------ EXERCISE DATA
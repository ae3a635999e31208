//! Round coordinator
//!
//! Owns every collaborator of a run and drives it round by round. A round
//! shuffles the whole population into a fresh random order and steps each
//! drone to completion before the next one starts; the order is the only
//! source of ordering effects and is fixed by the seed.
//!
//! # Example
//! ```ignore
//! use drone_swarm_sim::{Simulation, SwarmConfig};
//!
//! let mut sim = Simulation::new(SwarmConfig::test_config())?;
//! sim.world_mut().ignite((30, 30).into())?;
//! let rounds = sim.run();
//! println!("{} rounds, cost {}", rounds, sim.ledger().total_cost());
//! ```

use crate::config::SwarmConfig;
use crate::rng::SimRng;
use crate::swarm::{StepContext, Swarm};
use crate::telemetry::{CostBreakdown, CostTracker, DroneTelemetry, NullObserver, SwarmObserver, SwarmStats};
use crate::types::*;
use crate::world::{GridWorld, SpatialWorld};
use log::{debug, info};

/// A complete simulation run
pub struct Simulation<W: SpatialWorld = GridWorld, O: SwarmObserver = NullObserver> {
    config: SwarmConfig,
    world: W,
    swarm: Swarm,
    rng: SimRng,
    ledger: CostTracker,
    observer: O,
    round: u64,
    running: bool,
}

impl Simulation<GridWorld, NullObserver> {
    /// Build a run from config: a grid world with `initial_bases` random
    /// bases, each deploying `drones_per_base` drones
    pub fn new(config: SwarmConfig) -> Result<Self> {
        let world = GridWorld::new(config.simulation.width, config.simulation.height);
        let mut sim = Self::with_parts(config, world, NullObserver)?;
        for _ in 0..sim.config.simulation.initial_bases {
            sim.add_random_base()?;
        }
        Ok(sim)
    }
}

impl<W: SpatialWorld, O: SwarmObserver> Simulation<W, O> {
    /// Build a run around an existing world and observer, without bases
    pub fn with_parts(config: SwarmConfig, world: W, observer: O) -> Result<Self> {
        config.validate()?;
        if world.width() != config.simulation.width || world.height() != config.simulation.height {
            return Err(SwarmError::InvalidConfig(format!(
                "world is {}x{} but config asks for {}x{}",
                world.width(),
                world.height(),
                config.simulation.width,
                config.simulation.height
            )));
        }
        let rng = SimRng::from_seed(config.simulation.seed);
        let ledger = CostTracker::new(config.simulation.deployment_cost, config.simulation.charge_cost);
        Ok(Self {
            config,
            world,
            swarm: Swarm::new(),
            rng,
            ledger,
            observer,
            round: 0,
            running: true,
        })
    }

    /// Place a base at `pos` and deploy `drones_per_base` drones from it
    pub fn add_base(&mut self, pos: GridPos) -> Result<usize> {
        let count = self.config.simulation.drones_per_base;
        self.add_base_with(pos, count)
    }

    /// Place a base at `pos` and deploy `count` drones from it
    pub fn add_base_with(&mut self, pos: GridPos, count: usize) -> Result<usize> {
        let base = self.swarm.add_base(&self.world, pos)?;
        self.swarm.deploy(
            &mut self.world,
            &mut self.rng,
            &mut self.ledger,
            &self.config.drone,
            base,
            count,
        )?;
        info!("base {} at {} deployed {} drones", base, pos, count);
        Ok(base)
    }

    /// Place a base at a random spot: x in `[2, width - 2)`, y at the top,
    /// middle or bottom band
    pub fn add_random_base(&mut self) -> Result<usize> {
        let width = self.world.width() as i32;
        let height = self.world.height() as i32;
        let x = self.rng.range_i32(2, width - 2);
        let bands = [2, height / 2, height - 3];
        let y = self.rng.choice(&bands).copied().unwrap_or(height / 2);
        self.add_base(GridPos::new(x, y))
    }

    /// Execute one round; returns `false` once stopped or at `max_rounds`
    pub fn step(&mut self) -> bool {
        if !self.running {
            return false;
        }
        if self.round >= self.config.simulation.max_rounds {
            self.running = false;
            return false;
        }

        let mut order = self.swarm.ids();
        self.rng.shuffle(&mut order);

        let mut ctx = StepContext {
            world: &mut self.world,
            rng: &mut self.rng,
            ledger: &mut self.ledger,
            observer: &mut self.observer,
            round: self.round,
        };
        for id in order {
            self.swarm.step_drone(id, &mut ctx);
        }
        ctx.observer.on_round_end(self.round);

        debug!("round {} complete", self.round);
        self.round += 1;
        true
    }

    /// Run until `max_rounds` or until stopped; returns rounds executed
    pub fn run(&mut self) -> u64 {
        let start = self.round;
        info!(
            "running up to {} rounds with {} drones",
            self.config.simulation.max_rounds,
            self.swarm.len()
        );
        while self.step() {}
        let executed = self.round - start;
        info!("run finished after {} rounds, total cost {}", executed, self.ledger.total_cost());
        executed
    }

    /// Clear the running flag; the next `step` does nothing
    pub fn stop(&mut self) {
        self.running = false;
    }

    /// Set the running flag again
    pub fn resume(&mut self) {
        self.running = true;
    }

    /// Whether rounds are still being executed
    pub fn is_running(&self) -> bool {
        self.running
    }

    /// Rounds executed so far
    pub fn round(&self) -> u64 {
        self.round
    }

    /// Run configuration
    pub fn config(&self) -> &SwarmConfig {
        &self.config
    }

    /// The world
    pub fn world(&self) -> &W {
        &self.world
    }

    /// The world, mutably (e.g. to ignite cells)
    pub fn world_mut(&mut self) -> &mut W {
        &mut self.world
    }

    /// The swarm arena
    pub fn swarm(&self) -> &Swarm {
        &self.swarm
    }

    /// The swarm arena, mutably
    pub fn swarm_mut(&mut self) -> &mut Swarm {
        &mut self.swarm
    }

    /// The observer
    pub fn observer(&self) -> &O {
        &self.observer
    }

    /// Cost totals
    pub fn ledger(&self) -> &CostTracker {
        &self.ledger
    }

    /// Cost breakdown report
    pub fn cost_details(&self) -> CostBreakdown {
        self.ledger.cost_details()
    }

    /// Snapshot of every drone
    pub fn telemetry(&self) -> Vec<DroneTelemetry> {
        self.swarm.telemetry()
    }

    /// Swarm-wide aggregates
    pub fn stats(&self) -> SwarmStats {
        SwarmStats::from_telemetry(&self.swarm.telemetry())
    }

    /// Log one drone's transitions at debug level
    pub fn set_debug(&mut self, id: DroneId, debug: bool) -> Result<()> {
        self.swarm.get_mut(id)?.set_debug(debug);
        Ok(())
    }
}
------------
*WHAT TO DO*
Each line of the data that contains "mutably" belongs in the answer.

*RESPONSE BELOW*
    /// The world, mutably (e.g. to ignite cells)
    /// The swarm arena, mutably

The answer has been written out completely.